**TASK STATEMENT:** From the first line of the data below, copy each line up to the one containing "use std::collections::BTreeMap;", and include that line too.

Stored items:
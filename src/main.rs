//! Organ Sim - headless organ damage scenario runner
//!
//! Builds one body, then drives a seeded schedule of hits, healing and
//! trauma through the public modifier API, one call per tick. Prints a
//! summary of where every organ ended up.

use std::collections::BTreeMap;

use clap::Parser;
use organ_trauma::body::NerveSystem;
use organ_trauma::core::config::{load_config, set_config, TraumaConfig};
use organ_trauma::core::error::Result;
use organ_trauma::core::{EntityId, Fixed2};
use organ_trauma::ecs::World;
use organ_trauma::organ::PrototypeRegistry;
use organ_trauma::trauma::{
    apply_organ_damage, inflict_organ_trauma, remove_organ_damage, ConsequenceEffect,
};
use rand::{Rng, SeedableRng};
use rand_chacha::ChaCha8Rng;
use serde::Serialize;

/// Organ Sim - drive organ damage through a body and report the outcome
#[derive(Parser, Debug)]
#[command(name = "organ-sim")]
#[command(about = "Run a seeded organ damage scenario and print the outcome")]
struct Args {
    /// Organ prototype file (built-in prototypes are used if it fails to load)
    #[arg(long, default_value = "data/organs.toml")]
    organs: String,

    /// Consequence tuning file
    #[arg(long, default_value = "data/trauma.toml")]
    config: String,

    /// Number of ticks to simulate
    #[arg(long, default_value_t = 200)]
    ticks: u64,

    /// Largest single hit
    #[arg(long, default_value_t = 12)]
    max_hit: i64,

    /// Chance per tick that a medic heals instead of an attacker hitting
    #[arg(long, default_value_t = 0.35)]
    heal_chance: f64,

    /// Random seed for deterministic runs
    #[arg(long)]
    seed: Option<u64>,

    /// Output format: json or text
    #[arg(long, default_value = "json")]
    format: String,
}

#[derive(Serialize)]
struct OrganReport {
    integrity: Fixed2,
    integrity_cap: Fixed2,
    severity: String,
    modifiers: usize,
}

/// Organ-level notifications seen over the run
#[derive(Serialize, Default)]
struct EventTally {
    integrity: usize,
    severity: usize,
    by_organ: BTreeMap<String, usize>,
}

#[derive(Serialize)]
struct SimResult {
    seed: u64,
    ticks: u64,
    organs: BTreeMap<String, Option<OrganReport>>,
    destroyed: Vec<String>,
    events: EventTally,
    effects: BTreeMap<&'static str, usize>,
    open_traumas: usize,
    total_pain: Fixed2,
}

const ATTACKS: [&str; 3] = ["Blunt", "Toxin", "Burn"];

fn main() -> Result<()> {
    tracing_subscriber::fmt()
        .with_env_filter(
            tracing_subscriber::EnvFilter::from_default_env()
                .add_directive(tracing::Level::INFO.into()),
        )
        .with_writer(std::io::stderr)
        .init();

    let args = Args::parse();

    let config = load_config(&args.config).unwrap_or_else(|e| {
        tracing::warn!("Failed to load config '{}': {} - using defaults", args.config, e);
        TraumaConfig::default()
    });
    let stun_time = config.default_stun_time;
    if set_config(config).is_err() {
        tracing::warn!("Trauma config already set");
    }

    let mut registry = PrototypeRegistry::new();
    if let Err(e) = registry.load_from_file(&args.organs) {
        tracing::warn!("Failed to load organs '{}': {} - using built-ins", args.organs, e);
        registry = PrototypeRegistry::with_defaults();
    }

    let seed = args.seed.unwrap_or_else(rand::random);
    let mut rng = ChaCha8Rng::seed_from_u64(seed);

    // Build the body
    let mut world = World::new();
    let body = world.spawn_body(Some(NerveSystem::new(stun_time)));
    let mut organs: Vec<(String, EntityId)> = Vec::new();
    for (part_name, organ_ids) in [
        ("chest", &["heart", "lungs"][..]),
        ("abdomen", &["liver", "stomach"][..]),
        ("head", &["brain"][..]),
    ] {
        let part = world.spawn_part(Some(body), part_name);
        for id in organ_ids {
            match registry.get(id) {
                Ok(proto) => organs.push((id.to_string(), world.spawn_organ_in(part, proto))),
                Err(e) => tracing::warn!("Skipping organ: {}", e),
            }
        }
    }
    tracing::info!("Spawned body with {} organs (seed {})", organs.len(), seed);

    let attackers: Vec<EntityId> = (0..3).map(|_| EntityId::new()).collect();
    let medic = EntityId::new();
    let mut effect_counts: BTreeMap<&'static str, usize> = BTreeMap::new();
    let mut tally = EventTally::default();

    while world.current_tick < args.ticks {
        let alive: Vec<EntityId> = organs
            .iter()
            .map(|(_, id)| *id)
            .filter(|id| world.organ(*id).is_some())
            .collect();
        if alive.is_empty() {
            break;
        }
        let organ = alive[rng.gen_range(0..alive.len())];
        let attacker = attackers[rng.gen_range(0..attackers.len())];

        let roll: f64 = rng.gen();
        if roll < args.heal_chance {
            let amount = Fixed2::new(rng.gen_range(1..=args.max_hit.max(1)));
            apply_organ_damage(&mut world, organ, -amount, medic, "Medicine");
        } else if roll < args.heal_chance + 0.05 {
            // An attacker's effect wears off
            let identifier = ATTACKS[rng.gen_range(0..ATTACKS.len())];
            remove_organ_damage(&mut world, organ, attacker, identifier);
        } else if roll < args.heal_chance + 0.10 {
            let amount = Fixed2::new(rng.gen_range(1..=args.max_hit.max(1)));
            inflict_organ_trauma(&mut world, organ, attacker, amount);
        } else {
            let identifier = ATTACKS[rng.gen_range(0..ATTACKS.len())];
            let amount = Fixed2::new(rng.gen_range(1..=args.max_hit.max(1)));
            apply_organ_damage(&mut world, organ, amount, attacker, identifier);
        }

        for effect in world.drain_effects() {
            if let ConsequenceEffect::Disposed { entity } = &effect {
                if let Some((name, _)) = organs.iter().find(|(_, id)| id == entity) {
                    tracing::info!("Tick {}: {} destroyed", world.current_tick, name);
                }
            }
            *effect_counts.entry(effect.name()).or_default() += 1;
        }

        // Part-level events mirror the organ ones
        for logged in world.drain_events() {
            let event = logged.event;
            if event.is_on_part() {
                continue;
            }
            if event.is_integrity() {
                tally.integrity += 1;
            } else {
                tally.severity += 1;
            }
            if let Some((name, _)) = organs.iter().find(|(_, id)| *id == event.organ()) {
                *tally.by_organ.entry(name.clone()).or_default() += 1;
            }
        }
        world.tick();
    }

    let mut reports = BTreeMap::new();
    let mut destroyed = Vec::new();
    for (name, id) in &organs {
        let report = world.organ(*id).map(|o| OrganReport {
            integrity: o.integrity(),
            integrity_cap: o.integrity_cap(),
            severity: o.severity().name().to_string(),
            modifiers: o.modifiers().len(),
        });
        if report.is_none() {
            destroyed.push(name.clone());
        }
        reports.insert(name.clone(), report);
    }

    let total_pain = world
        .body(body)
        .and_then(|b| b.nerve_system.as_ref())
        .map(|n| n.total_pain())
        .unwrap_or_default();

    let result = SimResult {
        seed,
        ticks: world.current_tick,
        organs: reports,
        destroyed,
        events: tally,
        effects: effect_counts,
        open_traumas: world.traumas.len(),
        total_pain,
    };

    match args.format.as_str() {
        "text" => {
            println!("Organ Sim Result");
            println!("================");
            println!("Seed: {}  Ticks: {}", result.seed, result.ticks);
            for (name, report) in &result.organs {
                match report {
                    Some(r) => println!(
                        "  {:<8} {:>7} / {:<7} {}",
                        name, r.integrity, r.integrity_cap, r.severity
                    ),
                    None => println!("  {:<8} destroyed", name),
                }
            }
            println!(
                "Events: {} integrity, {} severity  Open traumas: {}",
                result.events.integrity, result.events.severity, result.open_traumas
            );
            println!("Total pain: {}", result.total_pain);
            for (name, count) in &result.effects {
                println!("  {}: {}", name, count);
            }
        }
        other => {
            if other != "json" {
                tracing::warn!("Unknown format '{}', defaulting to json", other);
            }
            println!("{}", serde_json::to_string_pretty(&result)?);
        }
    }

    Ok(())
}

**SOLVED EXERCISE:**
filename src/main.rs
//! Organ Sim - headless organ damage scenario runner
//!
//! Builds one body, then drives a seeded schedule of hits, healing and
//! trauma through the public modifier API, one call per tick. Prints a
//! summary of where every organ ended up.

use std::collections::BTreeMap;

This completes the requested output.